We visit Raghurajpur, the Heritage Crafts village, a distance of about 10 km from Swargadwar, Puri. It’s badly hit, first in 2019 when the cyclone Fani wreaked havoc, and then the onslaught of the pandemic in 2020-21. The sound of our footsteps brings out artists from their home-studios, each house-front bearing some specimens of the artist’s work. They all vie at once for our attention. Among them one artist, Chittaranjan Swain, persists. “Sir”, he says, “We live at the opposite end beside Bhargavi River. And unfortunately, very few make it to our place. Please come and take a look at our works of art.”

We follow him. On the way he shows us the places where legendary artists like Kelucharan Mahapatra, Maguni Charan Das and Dr Jagannath Mahapatra once lived. I ask him how they tided over the pandemic, since there’s no other source of income for them. “The Orissa Govt came to our rescue”, says he, “and gave a grant of Rs10000/-to each and every family in the village. Relief came also from Delhi and Kolkata.”

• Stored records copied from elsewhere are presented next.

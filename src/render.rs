//! Draw-call emission
//!
//! The core knows nothing about a graphics backend. `draw_match` walks a
//! snapshot and issues screen-space primitives through a `RenderContext`
//! supplied by the caller, culling anything the camera can't see.

use glam::Vec2;

use crate::camera::Camera;
use crate::consts::{COMBATANT_RADIUS, HUD_HEIGHT, PARTICLE_LIFETIME};
use crate::sim::state::{Color, Combatant, MatchState, TerrainKind};

/// Fill or outline with a stroke width in screen pixels
#[derive(Debug, Clone, Copy, PartialEq)]
pub enum Style {
    Fill,
    Stroke(f32),
}

/// RGB plus alpha in [0, 1]
#[derive(Debug, Clone, Copy, PartialEq)]
pub struct Paint {
    pub color: Color,
    pub alpha: f32,
}

impl Paint {
    pub const fn solid(color: Color) -> Self {
        Self { color, alpha: 1.0 }
    }

    pub fn with_alpha(color: Color, alpha: f32) -> Self {
        Self {
            color,
            alpha: alpha.clamp(0.0, 1.0),
        }
    }

    /// Linear RGBA for GPU-style backends
    pub fn to_rgba(self) -> [f32; 4] {
        let Color(r, g, b) = self.color;
        [
            r as f32 / 255.0,
            g as f32 / 255.0,
            b as f32 / 255.0,
            self.alpha,
        ]
    }
}

/// Drawing capability provided by the backend. All coordinates are screen pixels.
pub trait RenderContext {
    fn draw_circle(&mut self, center: Vec2, radius: f32, paint: Paint, style: Style);
    fn draw_rect(&mut self, min: Vec2, size: Vec2, paint: Paint, style: Style);
    fn draw_line(&mut self, from: Vec2, to: Vec2, paint: Paint, width: f32);
}

const HUD_BACKGROUND: Color = Color(30, 30, 40);
const ZONE_CALM: Color = Color(255, 255, 255);
const ZONE_STORM: Color = Color(180, 60, 220);
const ROCK_COLOR: Color = Color(105, 105, 105);
const BUSH_COLOR: Color = Color(34, 139, 34);
const HEALTH_BAR_BACK: Color = Color(60, 0, 0);
const HEALTH_BAR_WIDTH: f32 = 40.0;
const HEALTH_BAR_HEIGHT: f32 = 5.0;
const BOT_CORE_RADIUS: f32 = 5.0;
const INDICATOR_RADIUS: f32 = 4.0;

/// Issue every draw call for one frame of `state`
pub fn draw_match(state: &MatchState, ctx: &mut impl RenderContext) {
    let cam = &state.camera;

    draw_terrain(state, cam, ctx);
    draw_zone(state, cam, ctx);

    for p in &state.particles {
        if cam.is_visible(p.pos, p.size) {
            let alpha = p.life / PARTICLE_LIFETIME;
            ctx.draw_circle(
                cam.world_to_screen(p.pos),
                cam.scale_radius(p.size),
                Paint::with_alpha(p.color, alpha),
                Style::Fill,
            );
        }
    }

    for proj in &state.projectiles {
        if cam.is_visible(proj.pos, proj.size) {
            let tail = proj.pos - proj.dir * proj.speed;
            ctx.draw_line(
                cam.world_to_screen(tail),
                cam.world_to_screen(proj.pos),
                Paint::with_alpha(proj.color, 0.4),
                cam.scale_radius(proj.size),
            );
            ctx.draw_circle(
                cam.world_to_screen(proj.pos),
                cam.scale_radius(proj.size),
                Paint::solid(proj.color),
                Style::Fill,
            );
        }
    }

    for bot in state.bots.iter().filter(|b| b.alive) {
        draw_combatant(bot, state.now_ms, cam, ctx);
    }
    if state.player.alive {
        draw_combatant(&state.player, state.now_ms, cam, ctx);
    }

    for ind in &state.indicators {
        if cam.is_visible(ind.pos, INDICATOR_RADIUS) {
            ctx.draw_circle(
                cam.world_to_screen(ind.pos),
                cam.scale_radius(INDICATOR_RADIUS),
                Paint::with_alpha(Color::RED, ind.alpha()),
                Style::Fill,
            );
        }
    }

    // HUD band sits in screen space on top of everything
    ctx.draw_rect(
        Vec2::ZERO,
        Vec2::new(cam.viewport.x, HUD_HEIGHT),
        Paint::solid(HUD_BACKGROUND),
        Style::Fill,
    );
}

fn draw_terrain(state: &MatchState, cam: &Camera, ctx: &mut impl RenderContext) {
    for t in &state.terrain {
        if !cam.is_visible(t.pos, t.radius) {
            continue;
        }
        let color = match t.kind {
            TerrainKind::Rock => ROCK_COLOR,
            TerrainKind::Bush => BUSH_COLOR,
        };
        ctx.draw_circle(
            cam.world_to_screen(t.pos),
            cam.scale_radius(t.radius),
            Paint::with_alpha(color, 0.6),
            Style::Fill,
        );
    }
}

fn draw_zone(state: &MatchState, cam: &Camera, ctx: &mut impl RenderContext) {
    let zone = &state.zone;
    if !cam.is_visible(zone.center, zone.radius) {
        return;
    }
    let color = if zone.triggered {
        ZONE_STORM
    } else {
        ZONE_CALM
    };
    ctx.draw_circle(
        cam.world_to_screen(zone.center),
        cam.scale_radius(zone.radius),
        Paint::solid(color),
        Style::Stroke(2.0),
    );
}

fn draw_combatant(c: &Combatant, now_ms: u64, cam: &Camera, ctx: &mut impl RenderContext) {
    if !cam.is_visible(c.pos, COMBATANT_RADIUS) {
        return;
    }
    let center = cam.world_to_screen(c.pos);
    let body = if c.is_flashing(now_ms) {
        Color::WHITE
    } else {
        c.color
    };
    ctx.draw_circle(
        center,
        cam.scale_radius(COMBATANT_RADIUS),
        Paint::solid(body),
        Style::Fill,
    );
    if c.is_agent() {
        ctx.draw_circle(
            center,
            cam.scale_radius(BOT_CORE_RADIUS),
            Paint::solid(Color::WHITE),
            Style::Fill,
        );
    }

    // Health bar above the body
    let bar_size = Vec2::new(HEALTH_BAR_WIDTH, HEALTH_BAR_HEIGHT) * cam.zoom;
    let bar_min = center - Vec2::new(bar_size.x / 2.0, cam.scale_radius(COMBATANT_RADIUS + 10.0));
    let frac = c.health as f32 / c.max_health.max(1) as f32;
    ctx.draw_rect(
        bar_min,
        bar_size,
        Paint::solid(HEALTH_BAR_BACK),
        Style::Fill,
    );
    ctx.draw_rect(
        bar_min,
        Vec2::new(bar_size.x * frac, bar_size.y),
        Paint::solid(Color::GREEN),
        Style::Fill,
    );
}

#[cfg(test)]
mod tests {
    use super::*;
    use crate::sim::state::Projectile;

    #[derive(Default)]
    struct Recorder {
        circles: Vec<(Vec2, f32, Paint, Style)>,
        rects: usize,
        lines: usize,
    }

    impl RenderContext for Recorder {
        fn draw_circle(&mut self, center: Vec2, radius: f32, paint: Paint, style: Style) {
            self.circles.push((center, radius, paint, style));
        }
        fn draw_rect(&mut self, _min: Vec2, _size: Vec2, _paint: Paint, _style: Style) {
            self.rects += 1;
        }
        fn draw_line(&mut self, _from: Vec2, _to: Vec2, _paint: Paint, _width: f32) {
            self.lines += 1;
        }
    }

    fn bare_state() -> MatchState {
        let mut state = MatchState::with_bot_count(3, 0);
        state.terrain.clear();
        state
    }

    #[test]
    fn test_player_drawn_at_screen_center() {
        let state = bare_state();
        let mut rec = Recorder::default();
        draw_match(&state, &mut rec);

        let expected = state.camera.world_to_screen(state.player.pos);
        let body = state.player.color;
        assert!(
            rec.circles
                .iter()
                .filter(|(c, r, _, _)| *c == expected && *r == COMBATANT_RADIUS)
                .any(|(_, _, p, _)| p.color == body)
        );
    }

    #[test]
    fn test_flashing_combatant_is_white() {
        let mut state = bare_state();
        state.player.hit_flash_ms = Some(state.now_ms);
        let mut rec = Recorder::default();
        draw_match(&state, &mut rec);

        let expected = state.camera.world_to_screen(state.player.pos);
        let body = rec
            .circles
            .iter()
            .find(|(c, r, _, _)| *c == expected && *r == COMBATANT_RADIUS)
            .map(|(_, _, p, _)| p.color);
        assert_eq!(body, Some(Color::WHITE));
    }

    #[test]
    fn test_offscreen_entities_are_culled() {
        let mut state = bare_state();
        let owner = state.player.id;
        let visible = state.player.pos + Vec2::new(50.0, 0.0);
        let hidden = Vec2::new(5.0, 1190.0);
        let template = Projectile {
            pos: visible,
            dir: Vec2::X,
            speed: 10.0,
            damage: 10,
            size: 3.0,
            color: Color::YELLOW,
            owner,
            enemy: false,
        };
        state.projectiles.push(template.clone());
        state.projectiles.push(Projectile {
            pos: hidden,
            ..template
        });

        let mut rec = Recorder::default();
        draw_match(&state, &mut rec);

        let projectile_draws = rec
            .circles
            .iter()
            .filter(|(_, _, p, _)| p.color == Color::YELLOW)
            .count();
        assert_eq!(projectile_draws, 1);
    }

    #[test]
    fn test_dead_combatants_skipped() {
        let mut state = bare_state();
        state.player.alive = false;
        let mut rec = Recorder::default();
        draw_match(&state, &mut rec);
        // Zone outline only; HUD band is the sole rect
        assert_eq!(rec.circles.len(), 1);
        assert_eq!(rec.rects, 1);
        assert_eq!(rec.lines, 0);
    }

    #[test]
    fn test_paint_rgba() {
        let rgba = Paint::with_alpha(Color(255, 0, 51), 2.0).to_rgba();
        assert_eq!(rgba, [1.0, 0.0, 0.2, 1.0]);
    }
}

We enter the drawing room of their humble home, and buy a couple of Pattachitra done on handmade canvas. We deeply appreciate their palm-leaf engravings and other wood carvings. Talking to him, we learn he acted in the Bengali TV Serial Jol Nupur. He teaches art online and conducts workshops and thus makes both ends meet.

In the evening Puri beach wears a somewhat festive look. In one makeshift counter there’s a prize catch, a Shankar fish (Stingray), an eel in another among other normal catch. Boiled maize, the sweet-corn, with a dash of mixed masala invites young and the old alike. Horse and camel ride business is not brisk anymore as in yesteryears. The Flute (Bansuri) seller at the beach reminds me of his Kolkata cousin who keeps me company whenever I visit Oxford Bookstore in Park Street.

Its melancholy strain, co-mingled with the sound of the conch shell, is carried by the sea wind to where I sit—pondering on the enormous price we all had to pay for the pandemic.